Östlund emphasizes that when given the power to be such, we are all rotten, greedy, and corrupt. It is a cynical thesis but one delivered with such gravitas that makes it feel undeniable.

The melting pot of colorful passengers, dutiful staff, and the ship’s drunken, communist captain (Woody Harrelseon) anchored by Östlund’s haywire filmmaking style boils into comedic gold. But with a flurry of shows like The White Lotus or films like The Menu and Glass Onion: A Knives Out Mystery that fall under the same sub-genre of upper-class satire, Triangle of Sadness lies at risk of redundancy. Many will tell you that it does fall flat in separating itself from the pack. Any acclaim Triangle of Sadness has received has been met with accusations of a blatant script and and looming vapidness. Yet, I found that rather than simply observing the serene bubble in which the top 1% inhabits,  Östlund pops it and documents the chaos that ensues. 

As mishaps and miscommunication set off a disastrous domino effect that leads to everything from food poisoning to a pirate attack, the cruise ship is destroyed and many are left for dead. The rest, Carl and Yaya included, find themselves washed up ashore leading into chapter three “The Island”. 

It is the great equalizer. Any false sense of order established in the first two chapters is gone in an instant as they sit stranded and starving with no other objective but to survive. The formerly wealthy and powerful become useless. Meanwhile, Abigail (Dolly De Leon), a formerly ignored maintenance worker on the ship becomes ”the captain” as she puts it and demands she be addressed. She is the one that catches the fish and she is the one that starts the fires.

Though her rise to power is at first justified, a wave of unjust greed and corruption follows. That is the bitter but potent note Triangle of Sadness leaves off on. Östlund emphasizes that when given the power to be such, we are all rotten, greedy, and corrupt. It is a cynical thesis but one delivered with such gravitas that makes it feel undeniable.

Working against its potent conclusion is its tedious pacing. Running at sixty minutes that could have been thirty, its third chapter can feel unfocused and its impact unconcentrated. It is the only stretch of the film where Östlund’s well of screenwriting excellence begins to run sour, but never for too long.

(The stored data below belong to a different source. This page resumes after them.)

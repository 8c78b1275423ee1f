//! Error types for shape compilation.
//!
//! [`CompileError`] covers annotation decoding, cyclic shapes, malformed
//! unions, variable conflicts and document assembly. Every variant is
//! terminal: a compile either succeeds completely or returns the first error.

use crate::tag::DecodeError;
use std::fmt;

/// Errors that can occur while compiling a shape into a document.
#[derive(Debug)]
pub enum CompileError {
    /// No root shape was given, or the root has no visible members.
    NilInput,
    /// A member annotation could not be decoded.
    Decode {
        shape: String,
        field: String,
        source: DecodeError,
    },
    /// A shape refers back to itself through the listed chain of shape ids.
    CyclicReference { cycle: Vec<String> },
    /// A union branch points at a shape with no name to put after `... on`.
    AnonymousUnionMember { field: String, path: String },
    /// A union branch is not a structured shape.
    InvalidUnionMember {
        field: String,
        shape: String,
        path: String,
    },
    /// The same variable name was used with two different declared types.
    VariableTypeConflict {
        name: String,
        expected: Option<String>,
        found: Option<String>,
        path: String,
    },
    /// An explicit variable name collides with a synthesized one.
    VariableNameCollision { name: String, path: String },
    /// An alias was put on a union discriminator.
    AliasedDiscriminator { shape: String, field: String },
    /// A variable has no declared type at assembly time.
    MissingVariableType { name: String },
}

fn or_untyped(ty: &Option<String>) -> &str {
    ty.as_deref().unwrap_or("<untyped>")
}

impl fmt::Display for CompileError {
    fn fmt(&self, f: &mut fmt::Formatter<'_>) -> fmt::Result {
        match self {
            Self::NilInput => write!(f, "Nothing to compile: no root shape with visible members"),
            Self::Decode {
                shape,
                field,
                source,
            } => write!(
                f,
                "Invalid annotation on field [{}] of {}: {}",
                field, shape, source
            ),
            Self::CyclicReference { cycle } => {
                write!(f, "Cyclic reference: {}", cycle.join(" -> "))
            }
            Self::AnonymousUnionMember { field, path } => write!(
                f,
                "Union member [{}] at {} is an anonymous shape; union branches need a type name",
                field, path
            ),
            Self::InvalidUnionMember { field, shape, path } => write!(
                f,
                "Union member [{}] of {} at {} must be a structured shape",
                field, shape, path
            ),
            Self::VariableTypeConflict {
                name,
                expected,
                found,
                path,
            } => write!(
                f,
                "Variable ${} at {} is declared as {} but was first declared as {}",
                name,
                path,
                or_untyped(found),
                or_untyped(expected)
            ),
            Self::VariableNameCollision { name, path } => write!(
                f,
                "Variable ${} at {} collides with a variable of the same name from another source",
                name, path
            ),
            Self::AliasedDiscriminator { shape, field } => write!(
                f,
                "Union discriminator [{}] of {} cannot carry an alias",
                field, shape
            ),
            Self::MissingVariableType { name } => {
                write!(f, "Variable ${} has no declared type", name)
            }
        }
    }
}

impl std::error::Error for CompileError {
    fn source(&self) -> Option<&(dyn std::error::Error + 'static)> {
        match self {
            Self::Decode { source, .. } => Some(source),
            _ => None,
        }
    }
}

Ultimately, Östlund’s biggest fan is himself. He laughs at his jokes and pats his own back as the credits roll. When a filmmaker is as overwhelmingly committed to their vision as he is, it is a formula for polarization.

You will either be on board with Triangle of Sadness or you will walk the plank. Though at times I yearned for a tighter ship, I was on board.

Triangle of Sadness is available to stream on Hulu.